Organizations such as the Federation of Pickleball Association of Kerala and India's different amateur pickleball clubs have helped develop the pickleball scene in India by running competitions, creating courts, and coaching amateur pickleball players. Goodland Pickleball is at the forefront of making Pickleball mainstream. Within a year of its launch they introduced lifestyle content to Indian pickleball which was quickly aped by existing players in the space. However, Hemant Chavan the founder of Goodland was responsible to introducing Pickleball as a mainstream sport through his appearance on Shark Tank India Season 4.

== Future ==
Infrastructure development is a key driver of pickleball's growth in India, with efforts focused on increasing the availability of courts nationwide. The All India Pickleball Association (AIPA), for instance, has collaborated with KheloMore Sports, a sports venue booking platform, which has committed ₹5 crore to construct over 100 pickleball courts across the country. However, this is yet to bear fruition.

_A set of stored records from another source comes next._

//! Hazard zones: buffered exposure regions.
//!
//! Buffers are always computed in the metric projection so the distance is in
//! meters, then reprojected to lon/lat for output. A [`HazardZone`] keeps both
//! copies; exposure tests use the metric one.

use geo::{unary_union, Area, BoundingRect, Buffer, Geometry, MultiPolygon, Point, Rect};

use crate::error::{HazardError, Result};
use crate::projection::{Geographic, Projected, Projector};

/// A buffered region in both CRSs.
#[derive(Debug, Clone)]
pub struct HazardZone {
    /// Buffer distance in meters.
    pub distance_m: f64,
    /// Region in the metric projection.
    pub metric: Projected<MultiPolygon<f64>>,
    /// Region in lon/lat.
    pub geographic: Geographic<MultiPolygon<f64>>,
}

impl HazardZone {
    fn from_metric(projector: &Projector, region: MultiPolygon<f64>, distance_m: f64) -> Result<Self> {
        let metric = Projected(region);
        let geographic = projector.to_geographic(&metric)?;
        Ok(Self {
            distance_m,
            metric,
            geographic,
        })
    }

    /// Whether the region has no polygons.
    pub fn is_empty(&self) -> bool {
        self.metric.0 .0.is_empty()
    }

    /// Metric bounding rectangle, `None` for an empty zone.
    pub fn metric_bounds(&self) -> Option<Rect<f64>> {
        self.metric.0.bounding_rect()
    }

    /// Area in square meters.
    pub fn area_sq_m(&self) -> f64 {
        self.metric.0.unsigned_area()
    }
}

fn check_distance(distance_m: f64) -> Result<f64> {
    if distance_m.is_finite() && distance_m > 0.0 {
        Ok(distance_m)
    } else {
        Err(HazardError::validation(format!(
            "Buffer distance must be a positive number of meters, got {distance_m}"
        )))
    }
}

fn check_geometry(geometry: &Geometry<f64>) -> Result<()> {
    match geometry.bounding_rect() {
        Some(rect)
            if rect.min().x.is_finite()
                && rect.min().y.is_finite()
                && rect.max().x.is_finite()
                && rect.max().y.is_finite() =>
        {
            Ok(())
        }
        Some(_) => Err(HazardError::geometry("geometry has non-finite coordinates")),
        None => Err(HazardError::geometry("cannot buffer an empty geometry")),
    }
}

/// Buffer one lon/lat geometry by `distance_m` meters.
///
/// # Errors
///
/// Returns [`HazardError::Validation`] for a non-positive distance and
/// [`HazardError::Geometry`] for empty or non-finite input.
pub fn buffer_single(
    projector: &Projector,
    geometry: &Geographic<Geometry<f64>>,
    distance_m: f64,
) -> Result<HazardZone> {
    check_geometry(&geometry.0)?;
    let metric = projector.to_metric(geometry)?;
    buffer_projected(projector, &metric, distance_m)
}

/// Buffer a geometry that is already in the metric projection.
pub fn buffer_projected(
    projector: &Projector,
    geometry: &Projected<Geometry<f64>>,
    distance_m: f64,
) -> Result<HazardZone> {
    let distance_m = check_distance(distance_m)?;
    check_geometry(&geometry.0)?;
    HazardZone::from_metric(projector, geometry.0.buffer(distance_m), distance_m)
}

/// Buffer each metric geometry and dissolve the results into one region.
///
/// An empty input yields an empty zone rather than an error, so an empty
/// layer produces empty results downstream.
pub fn buffer_union<'a>(
    projector: &Projector,
    geometries: impl IntoIterator<Item = &'a Projected<Geometry<f64>>>,
    distance_m: f64,
) -> Result<HazardZone> {
    let distance_m = check_distance(distance_m)?;
    let buffers: Vec<MultiPolygon<f64>> = geometries
        .into_iter()
        .filter(|g| check_geometry(&g.0).is_ok())
        .map(|g| g.0.buffer(distance_m))
        .collect();
    let region = if buffers.is_empty() {
        MultiPolygon::new(Vec::new())
    } else {
        unary_union(&buffers)
    };
    HazardZone::from_metric(projector, region, distance_m)
}

/// Concentric buffers around a point, one per tier.
///
/// Each tier is a label and a factor; its radius is `factor * scale` meters.
/// The result is ordered from the largest radius to the smallest, with ties
/// kept in input order.
pub fn tiered_buffers<L: Clone>(
    projector: &Projector,
    center: &Geographic<Point<f64>>,
    scale: f64,
    tiers: &[(L, f64)],
) -> Result<Vec<(L, HazardZone)>> {
    let metric_center = projector.to_metric(center)?;
    let metric_center = Projected(Geometry::Point(metric_center.0));

    let mut ordered: Vec<&(L, f64)> = tiers.iter().collect();
    ordered.sort_by(|a, b| b.1.total_cmp(&a.1));

    ordered
        .into_iter()
        .map(|(label, factor)| {
            let zone = buffer_projected(projector, &metric_center, factor * scale)?;
            Ok((label.clone(), zone))
        })
        .collect()
}

#[cfg(test)]
mod tests {
    use super::*;
    use geo::{line_string, point, Centroid, Contains, Distance, Euclidean};

    fn projector() -> Projector {
        Projector::utm45n().unwrap()
    }

    #[test]
    fn test_point_buffer_centroid() {
        let p = projector();
        let center = Geographic(Geometry::Point(point!(x: 85.3, y: 27.7)));
        let zone = buffer_single(&p, &center, 27_500.0).unwrap();

        let metric_center = p.point_to_metric(85.3, 27.7).unwrap();
        let centroid = zone.metric.0.centroid().unwrap();
        assert!(Euclidean.distance(&centroid, &metric_center.0) < 5.0);

        let geo_centroid = zone.geographic.0.centroid().unwrap();
        assert!((geo_centroid.x() - 85.3).abs() < 1e-3);
        assert!((geo_centroid.y() - 27.7).abs() < 1e-3);
    }

    #[test]
    fn test_buffer_monotonic() {
        let p = projector();
        let line = Geographic(Geometry::LineString(line_string![
            (x: 85.25, y: 27.70),
            (x: 85.35, y: 27.72),
        ]));
        let small = buffer_single(&p, &line, 250.0).unwrap();
        let large = buffer_single(&p, &line, 750.0).unwrap();
        assert!(large.area_sq_m() > small.area_sq_m());
        for polygon in &small.metric.0 {
            for c in polygon.exterior().coords() {
                assert!(large.metric.0.contains(&Point::from(*c)));
            }
        }
    }

    #[test]
    fn test_buffer_rejects_bad_input() {
        let p = projector();
        let center = Geographic(Geometry::Point(point!(x: 85.3, y: 27.7)));
        assert!(matches!(
            buffer_single(&p, &center, 0.0),
            Err(HazardError::Validation(_))
        ));
        assert!(matches!(
            buffer_single(&p, &center, f64::NAN),
            Err(HazardError::Validation(_))
        ));
        let empty = Geographic(Geometry::LineString(geo::LineString::new(vec![])));
        assert!(matches!(
            buffer_single(&p, &empty, 100.0),
            Err(HazardError::Geometry(_))
        ));
    }

    #[test]
    fn test_buffer_union_dissolves_overlaps() {
        let p = projector();
        let a = p
            .to_metric(&Geographic(Geometry::Point(point!(x: 85.300, y: 27.7))))
            .unwrap();
        let b = p
            .to_metric(&Geographic(Geometry::Point(point!(x: 85.305, y: 27.7))))
            .unwrap();
        let zone = buffer_union(&p, [&a, &b], 500.0).unwrap();
        assert_eq!(zone.metric.0 .0.len(), 1);

        let single = buffer_projected(&p, &a, 500.0).unwrap();
        assert!(zone.area_sq_m() > single.area_sq_m());
        assert!(zone.area_sq_m() < 2.0 * single.area_sq_m());
    }

    #[test]
    fn test_buffer_union_empty_input() {
        let p = projector();
        let zone = buffer_union(&p, std::iter::empty(), 500.0).unwrap();
        assert!(zone.is_empty());
        assert_eq!(zone.area_sq_m(), 0.0);
    }

    #[test]
    fn test_tiered_buffers_largest_first() {
        let p = projector();
        let center = Geographic(point!(x: 85.3, y: 27.7));
        let tiers = [("inner", 5_000.0), ("outer", 20_000.0), ("middle", 10_000.0)];
        let zones = tiered_buffers(&p, &center, 2.0, &tiers).unwrap();

        let labels: Vec<&str> = zones.iter().map(|(l, _)| *l).collect();
        assert_eq!(labels, vec!["outer", "middle", "inner"]);
        assert_eq!(zones[0].1.distance_m, 40_000.0);
        assert!(zones
            .windows(2)
            .all(|w| w[0].1.area_sq_m() > w[1].1.area_sq_m()));
    }
}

In the corporate world, pickleball is emerging as an alternative to traditional leisure sports like golf, thanks to its ease of organization and inclusivity. High-profile endorsements such as Samantha Ruth Prabhu’s investment in the World Pickleball League (WPBL), have also further boosted the sport's visibility. The WPBL is set to launch in 2025 and will be India's first franchise-based pickleball league. The league aims to emulate the Indian Premier League (IPL) by attracting corporate franchise owners, securing media coverage and offering large-scale competitive opportunities for athletes.

In April 2024, the United Pickleball Association announced a partnership with Global Sports to bring the PPA Tour and Major League Pickleball (MLP) to India, marking the first international expansion for the association. MLP, the team-based league, plans to host competitions in India, integrating Indian players alongside MLP and PPA Tour professionals. The association aims to establish a full 12-team MLP season by 2025–26, which is expected to elevate pickleball's profile in India, offering players a pathway to international competition. This has not sufficed and apparently fallen through.

Financial constraints remain a challenge, but AIPA President Arvind Prabhoo envisions pickleball becoming a mainstream sport in India, citing the domestic popularity of other racket sports like tennis and badminton as evidence of its viability. He states the ultimate goal is to secure pickleball's inclusion in the Olympic Games.